| Task description |
Copy each line below in which the string "stdout" appears.

─── Available data ───

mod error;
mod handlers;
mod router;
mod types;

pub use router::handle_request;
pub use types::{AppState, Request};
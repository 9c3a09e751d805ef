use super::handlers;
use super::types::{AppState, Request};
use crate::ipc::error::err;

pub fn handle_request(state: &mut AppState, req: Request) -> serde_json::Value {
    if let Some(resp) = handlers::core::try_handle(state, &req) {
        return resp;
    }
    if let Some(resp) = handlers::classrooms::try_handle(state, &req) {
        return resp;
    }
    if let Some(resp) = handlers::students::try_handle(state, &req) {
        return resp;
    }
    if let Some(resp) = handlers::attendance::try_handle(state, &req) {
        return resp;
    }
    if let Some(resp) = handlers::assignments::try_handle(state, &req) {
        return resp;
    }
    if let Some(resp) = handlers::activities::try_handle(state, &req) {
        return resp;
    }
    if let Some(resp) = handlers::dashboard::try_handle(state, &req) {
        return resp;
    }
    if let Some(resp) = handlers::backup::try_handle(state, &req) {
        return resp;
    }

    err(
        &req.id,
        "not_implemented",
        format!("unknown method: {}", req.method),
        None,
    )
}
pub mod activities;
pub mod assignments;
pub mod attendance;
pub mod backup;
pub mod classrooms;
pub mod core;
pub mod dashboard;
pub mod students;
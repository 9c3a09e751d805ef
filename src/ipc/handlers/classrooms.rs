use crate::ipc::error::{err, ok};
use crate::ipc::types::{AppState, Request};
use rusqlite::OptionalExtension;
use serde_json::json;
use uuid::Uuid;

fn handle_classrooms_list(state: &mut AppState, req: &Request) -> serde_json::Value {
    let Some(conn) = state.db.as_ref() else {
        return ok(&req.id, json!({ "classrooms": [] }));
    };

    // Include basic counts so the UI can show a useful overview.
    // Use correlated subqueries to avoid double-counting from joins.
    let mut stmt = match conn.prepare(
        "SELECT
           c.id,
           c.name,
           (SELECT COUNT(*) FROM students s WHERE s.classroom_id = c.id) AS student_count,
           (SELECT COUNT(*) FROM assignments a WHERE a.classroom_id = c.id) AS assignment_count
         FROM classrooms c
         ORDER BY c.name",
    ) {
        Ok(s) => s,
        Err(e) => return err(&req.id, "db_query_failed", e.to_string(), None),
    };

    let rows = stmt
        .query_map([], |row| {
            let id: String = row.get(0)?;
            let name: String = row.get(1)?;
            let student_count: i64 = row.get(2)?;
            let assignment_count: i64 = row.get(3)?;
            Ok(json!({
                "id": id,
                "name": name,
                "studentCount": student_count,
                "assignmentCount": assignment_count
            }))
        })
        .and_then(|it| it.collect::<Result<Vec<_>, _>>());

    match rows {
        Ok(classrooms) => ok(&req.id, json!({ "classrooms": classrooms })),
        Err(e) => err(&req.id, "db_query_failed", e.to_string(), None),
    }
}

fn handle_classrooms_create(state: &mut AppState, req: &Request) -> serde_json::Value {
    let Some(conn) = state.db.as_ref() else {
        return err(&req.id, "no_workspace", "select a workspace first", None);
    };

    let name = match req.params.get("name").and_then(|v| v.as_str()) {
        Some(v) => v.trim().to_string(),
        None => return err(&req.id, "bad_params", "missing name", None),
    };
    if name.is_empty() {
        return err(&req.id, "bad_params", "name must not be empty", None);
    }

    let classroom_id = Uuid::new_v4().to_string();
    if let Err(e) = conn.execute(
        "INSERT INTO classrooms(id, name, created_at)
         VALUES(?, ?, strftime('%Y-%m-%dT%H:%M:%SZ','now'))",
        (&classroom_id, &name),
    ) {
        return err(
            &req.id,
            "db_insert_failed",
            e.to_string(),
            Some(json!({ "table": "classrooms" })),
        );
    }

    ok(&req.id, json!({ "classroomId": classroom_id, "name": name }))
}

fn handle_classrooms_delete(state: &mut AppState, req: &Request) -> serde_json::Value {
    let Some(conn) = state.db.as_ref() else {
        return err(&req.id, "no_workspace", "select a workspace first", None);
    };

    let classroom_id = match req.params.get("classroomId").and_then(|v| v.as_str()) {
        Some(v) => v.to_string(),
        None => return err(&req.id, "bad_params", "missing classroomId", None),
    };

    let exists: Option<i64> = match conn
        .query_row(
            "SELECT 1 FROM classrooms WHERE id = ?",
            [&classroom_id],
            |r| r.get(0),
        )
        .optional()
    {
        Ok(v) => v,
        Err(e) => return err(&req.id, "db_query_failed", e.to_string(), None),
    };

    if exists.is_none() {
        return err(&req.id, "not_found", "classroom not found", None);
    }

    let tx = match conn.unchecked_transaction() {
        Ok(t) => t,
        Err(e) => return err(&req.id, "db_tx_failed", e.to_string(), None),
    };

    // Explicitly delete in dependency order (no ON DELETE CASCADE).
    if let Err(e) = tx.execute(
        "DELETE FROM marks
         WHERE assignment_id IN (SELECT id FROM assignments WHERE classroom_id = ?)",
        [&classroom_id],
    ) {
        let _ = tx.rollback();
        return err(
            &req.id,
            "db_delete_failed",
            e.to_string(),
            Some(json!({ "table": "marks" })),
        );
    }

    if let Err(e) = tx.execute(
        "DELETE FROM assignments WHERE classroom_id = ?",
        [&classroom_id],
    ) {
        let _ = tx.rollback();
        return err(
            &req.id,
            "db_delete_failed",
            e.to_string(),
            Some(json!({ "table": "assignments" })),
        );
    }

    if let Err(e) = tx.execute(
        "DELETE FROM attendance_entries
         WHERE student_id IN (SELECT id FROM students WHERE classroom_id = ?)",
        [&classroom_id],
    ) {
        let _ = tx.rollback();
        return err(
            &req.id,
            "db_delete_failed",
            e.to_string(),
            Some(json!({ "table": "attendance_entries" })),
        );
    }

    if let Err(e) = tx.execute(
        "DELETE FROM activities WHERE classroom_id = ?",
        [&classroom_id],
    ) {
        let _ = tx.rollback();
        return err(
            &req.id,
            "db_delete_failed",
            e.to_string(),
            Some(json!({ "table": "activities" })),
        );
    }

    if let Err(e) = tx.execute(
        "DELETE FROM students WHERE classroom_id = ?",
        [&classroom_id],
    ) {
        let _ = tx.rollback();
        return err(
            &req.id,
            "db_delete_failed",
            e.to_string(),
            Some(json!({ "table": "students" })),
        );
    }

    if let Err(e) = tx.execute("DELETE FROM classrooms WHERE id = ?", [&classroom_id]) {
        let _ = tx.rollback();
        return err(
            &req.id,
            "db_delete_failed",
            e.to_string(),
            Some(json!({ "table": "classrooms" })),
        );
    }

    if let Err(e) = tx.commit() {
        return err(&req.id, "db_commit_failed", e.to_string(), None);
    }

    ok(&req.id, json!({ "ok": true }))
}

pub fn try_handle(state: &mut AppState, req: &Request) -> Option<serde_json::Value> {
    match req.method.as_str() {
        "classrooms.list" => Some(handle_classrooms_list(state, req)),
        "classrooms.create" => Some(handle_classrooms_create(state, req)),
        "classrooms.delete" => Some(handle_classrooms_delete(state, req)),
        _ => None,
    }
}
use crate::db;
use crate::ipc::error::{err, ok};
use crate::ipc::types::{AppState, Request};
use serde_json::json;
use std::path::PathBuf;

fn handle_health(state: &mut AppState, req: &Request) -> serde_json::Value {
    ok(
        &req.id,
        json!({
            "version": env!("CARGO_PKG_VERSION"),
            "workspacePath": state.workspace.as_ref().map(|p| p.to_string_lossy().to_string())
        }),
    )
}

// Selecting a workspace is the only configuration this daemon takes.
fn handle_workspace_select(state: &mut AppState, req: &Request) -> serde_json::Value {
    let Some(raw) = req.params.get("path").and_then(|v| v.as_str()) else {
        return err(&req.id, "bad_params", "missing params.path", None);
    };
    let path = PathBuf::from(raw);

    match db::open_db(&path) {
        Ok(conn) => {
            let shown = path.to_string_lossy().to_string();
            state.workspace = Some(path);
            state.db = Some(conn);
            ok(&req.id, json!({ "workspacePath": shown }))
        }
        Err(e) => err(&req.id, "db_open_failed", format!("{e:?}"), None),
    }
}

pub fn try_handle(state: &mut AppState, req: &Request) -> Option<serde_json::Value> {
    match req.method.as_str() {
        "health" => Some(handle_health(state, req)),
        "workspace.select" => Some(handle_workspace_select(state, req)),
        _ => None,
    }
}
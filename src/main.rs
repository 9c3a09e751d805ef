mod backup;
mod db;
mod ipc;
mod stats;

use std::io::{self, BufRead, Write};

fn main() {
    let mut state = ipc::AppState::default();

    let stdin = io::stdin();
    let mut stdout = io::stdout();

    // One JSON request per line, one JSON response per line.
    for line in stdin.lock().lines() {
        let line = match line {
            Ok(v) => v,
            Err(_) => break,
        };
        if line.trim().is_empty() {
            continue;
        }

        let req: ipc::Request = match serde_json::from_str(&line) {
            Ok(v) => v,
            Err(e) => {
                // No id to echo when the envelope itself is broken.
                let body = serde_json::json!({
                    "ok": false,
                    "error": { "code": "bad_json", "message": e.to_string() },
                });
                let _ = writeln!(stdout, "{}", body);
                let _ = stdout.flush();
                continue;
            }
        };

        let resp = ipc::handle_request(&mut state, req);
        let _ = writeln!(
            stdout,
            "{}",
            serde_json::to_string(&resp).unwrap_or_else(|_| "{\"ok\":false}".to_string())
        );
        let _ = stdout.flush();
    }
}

───

| Solution to the problem |
    let mut stdout = io::stdout();
                let _ = writeln!(stdout, "{}", body);
                let _ = stdout.flush();
            stdout,
        let _ = stdout.flush();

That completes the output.